What needs to be done: Among the lines below, copy each one in which "Storage" appears.

Dataset excerpts:

━━━━━━━━━━

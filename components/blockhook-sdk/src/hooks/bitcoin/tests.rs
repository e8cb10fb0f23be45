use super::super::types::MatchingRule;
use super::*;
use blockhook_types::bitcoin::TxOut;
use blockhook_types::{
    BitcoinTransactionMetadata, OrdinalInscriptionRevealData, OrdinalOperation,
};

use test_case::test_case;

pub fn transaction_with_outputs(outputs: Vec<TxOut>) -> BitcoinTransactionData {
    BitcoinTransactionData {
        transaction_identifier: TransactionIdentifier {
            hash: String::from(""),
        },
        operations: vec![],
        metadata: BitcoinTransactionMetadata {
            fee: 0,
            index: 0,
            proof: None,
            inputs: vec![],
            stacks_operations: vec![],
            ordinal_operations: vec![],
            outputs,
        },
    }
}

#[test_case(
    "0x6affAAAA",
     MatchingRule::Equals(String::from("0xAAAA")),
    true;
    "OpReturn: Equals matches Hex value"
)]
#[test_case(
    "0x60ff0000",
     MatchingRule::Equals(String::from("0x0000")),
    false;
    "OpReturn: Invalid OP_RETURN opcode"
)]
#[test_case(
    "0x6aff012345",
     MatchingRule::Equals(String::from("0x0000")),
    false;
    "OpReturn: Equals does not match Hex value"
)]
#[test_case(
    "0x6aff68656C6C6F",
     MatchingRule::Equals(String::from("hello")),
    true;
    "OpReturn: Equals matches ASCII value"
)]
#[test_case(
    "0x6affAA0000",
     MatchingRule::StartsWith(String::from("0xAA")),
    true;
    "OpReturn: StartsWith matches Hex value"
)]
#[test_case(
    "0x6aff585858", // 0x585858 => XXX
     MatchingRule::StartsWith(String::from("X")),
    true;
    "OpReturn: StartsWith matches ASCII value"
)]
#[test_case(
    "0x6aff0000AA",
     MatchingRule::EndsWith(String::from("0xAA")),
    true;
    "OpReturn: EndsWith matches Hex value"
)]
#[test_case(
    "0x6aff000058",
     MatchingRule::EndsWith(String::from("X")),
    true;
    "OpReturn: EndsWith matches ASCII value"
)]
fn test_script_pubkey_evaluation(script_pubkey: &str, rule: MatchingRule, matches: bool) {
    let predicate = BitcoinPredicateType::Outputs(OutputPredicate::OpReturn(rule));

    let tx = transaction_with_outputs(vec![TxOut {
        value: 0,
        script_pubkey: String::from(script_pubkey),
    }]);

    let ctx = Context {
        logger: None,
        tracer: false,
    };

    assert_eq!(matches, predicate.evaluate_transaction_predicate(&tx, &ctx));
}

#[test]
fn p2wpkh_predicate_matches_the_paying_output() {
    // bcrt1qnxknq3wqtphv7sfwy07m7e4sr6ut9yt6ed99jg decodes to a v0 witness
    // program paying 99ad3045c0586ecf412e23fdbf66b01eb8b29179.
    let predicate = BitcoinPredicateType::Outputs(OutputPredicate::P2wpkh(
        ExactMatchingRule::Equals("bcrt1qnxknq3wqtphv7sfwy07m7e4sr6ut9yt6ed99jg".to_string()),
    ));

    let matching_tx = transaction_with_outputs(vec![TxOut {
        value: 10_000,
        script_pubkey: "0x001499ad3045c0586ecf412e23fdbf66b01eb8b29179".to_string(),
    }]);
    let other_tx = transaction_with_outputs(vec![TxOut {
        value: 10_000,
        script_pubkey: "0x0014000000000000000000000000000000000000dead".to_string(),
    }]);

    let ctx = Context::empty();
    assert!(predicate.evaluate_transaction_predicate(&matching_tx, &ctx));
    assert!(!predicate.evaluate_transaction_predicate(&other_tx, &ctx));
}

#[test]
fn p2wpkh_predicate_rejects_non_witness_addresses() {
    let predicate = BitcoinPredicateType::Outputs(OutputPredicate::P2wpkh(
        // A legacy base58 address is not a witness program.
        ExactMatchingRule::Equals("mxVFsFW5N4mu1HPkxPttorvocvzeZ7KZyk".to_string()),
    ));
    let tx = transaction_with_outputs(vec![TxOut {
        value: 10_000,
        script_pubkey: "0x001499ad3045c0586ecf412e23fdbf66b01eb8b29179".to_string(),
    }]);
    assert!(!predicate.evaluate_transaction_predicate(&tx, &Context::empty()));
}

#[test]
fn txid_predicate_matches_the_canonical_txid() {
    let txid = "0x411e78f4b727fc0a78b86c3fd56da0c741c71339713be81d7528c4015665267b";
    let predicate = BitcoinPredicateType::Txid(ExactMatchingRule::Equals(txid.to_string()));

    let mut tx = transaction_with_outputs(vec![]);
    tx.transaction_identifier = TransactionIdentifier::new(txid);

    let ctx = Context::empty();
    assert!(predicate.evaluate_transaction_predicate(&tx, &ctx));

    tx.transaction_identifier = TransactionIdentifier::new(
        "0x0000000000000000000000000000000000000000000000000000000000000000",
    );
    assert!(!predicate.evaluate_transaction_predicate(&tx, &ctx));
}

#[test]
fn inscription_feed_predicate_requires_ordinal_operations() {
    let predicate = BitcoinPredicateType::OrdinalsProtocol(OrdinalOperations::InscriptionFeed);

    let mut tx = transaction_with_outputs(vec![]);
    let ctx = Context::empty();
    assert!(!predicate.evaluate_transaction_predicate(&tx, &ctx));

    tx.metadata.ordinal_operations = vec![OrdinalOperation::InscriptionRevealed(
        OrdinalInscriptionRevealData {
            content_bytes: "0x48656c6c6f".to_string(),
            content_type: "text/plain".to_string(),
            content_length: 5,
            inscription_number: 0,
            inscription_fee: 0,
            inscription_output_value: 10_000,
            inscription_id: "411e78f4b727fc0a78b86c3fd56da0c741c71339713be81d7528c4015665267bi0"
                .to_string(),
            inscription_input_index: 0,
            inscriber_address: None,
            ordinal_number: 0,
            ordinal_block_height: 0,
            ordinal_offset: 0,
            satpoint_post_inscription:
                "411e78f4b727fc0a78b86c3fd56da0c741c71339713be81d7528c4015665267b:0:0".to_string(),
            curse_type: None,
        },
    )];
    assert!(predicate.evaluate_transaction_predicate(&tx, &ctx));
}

━━━━━━━━━━

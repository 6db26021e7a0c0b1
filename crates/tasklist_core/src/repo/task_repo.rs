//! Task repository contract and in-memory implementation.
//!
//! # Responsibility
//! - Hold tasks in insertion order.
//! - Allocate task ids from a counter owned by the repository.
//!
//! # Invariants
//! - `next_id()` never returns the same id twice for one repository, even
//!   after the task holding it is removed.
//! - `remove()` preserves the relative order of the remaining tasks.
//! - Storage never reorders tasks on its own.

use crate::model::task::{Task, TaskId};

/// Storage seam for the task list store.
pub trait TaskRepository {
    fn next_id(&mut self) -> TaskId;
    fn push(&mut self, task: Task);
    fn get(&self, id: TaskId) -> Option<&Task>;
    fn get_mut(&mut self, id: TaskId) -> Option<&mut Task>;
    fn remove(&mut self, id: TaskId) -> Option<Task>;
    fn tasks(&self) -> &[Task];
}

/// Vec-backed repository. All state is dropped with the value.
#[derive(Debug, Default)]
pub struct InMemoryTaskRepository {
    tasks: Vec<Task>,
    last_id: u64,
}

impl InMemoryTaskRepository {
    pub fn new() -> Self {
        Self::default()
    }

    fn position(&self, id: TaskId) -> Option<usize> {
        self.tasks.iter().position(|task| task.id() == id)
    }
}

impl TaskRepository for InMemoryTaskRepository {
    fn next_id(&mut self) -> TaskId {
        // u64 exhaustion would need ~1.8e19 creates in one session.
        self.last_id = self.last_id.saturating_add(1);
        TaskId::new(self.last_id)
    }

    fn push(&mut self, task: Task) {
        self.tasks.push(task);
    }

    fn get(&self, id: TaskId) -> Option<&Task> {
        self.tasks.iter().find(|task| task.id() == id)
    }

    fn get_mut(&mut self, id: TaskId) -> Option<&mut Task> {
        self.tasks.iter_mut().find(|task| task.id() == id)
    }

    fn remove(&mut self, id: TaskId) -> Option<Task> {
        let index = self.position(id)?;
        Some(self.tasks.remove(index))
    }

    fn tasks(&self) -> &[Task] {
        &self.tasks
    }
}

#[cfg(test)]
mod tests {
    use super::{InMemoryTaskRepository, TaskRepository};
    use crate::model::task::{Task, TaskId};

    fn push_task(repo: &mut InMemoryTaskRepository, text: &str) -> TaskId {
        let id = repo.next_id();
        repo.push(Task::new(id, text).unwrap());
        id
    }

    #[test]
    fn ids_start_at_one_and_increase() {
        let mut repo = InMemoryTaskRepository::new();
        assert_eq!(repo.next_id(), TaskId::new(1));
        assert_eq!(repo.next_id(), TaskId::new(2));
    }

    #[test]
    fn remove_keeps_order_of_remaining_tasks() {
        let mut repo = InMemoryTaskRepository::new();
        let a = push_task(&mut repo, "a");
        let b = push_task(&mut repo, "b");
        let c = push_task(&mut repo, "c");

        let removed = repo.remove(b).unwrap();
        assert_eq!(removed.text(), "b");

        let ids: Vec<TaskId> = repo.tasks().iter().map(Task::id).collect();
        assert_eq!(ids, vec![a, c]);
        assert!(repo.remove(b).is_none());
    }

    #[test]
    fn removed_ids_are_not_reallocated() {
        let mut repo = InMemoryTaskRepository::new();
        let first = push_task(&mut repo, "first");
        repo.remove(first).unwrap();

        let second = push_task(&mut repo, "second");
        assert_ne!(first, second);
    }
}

━━━━━━━━━━

Exercise solution:
//! - Storage never reorders tasks on its own.
/// Storage seam for the task list store.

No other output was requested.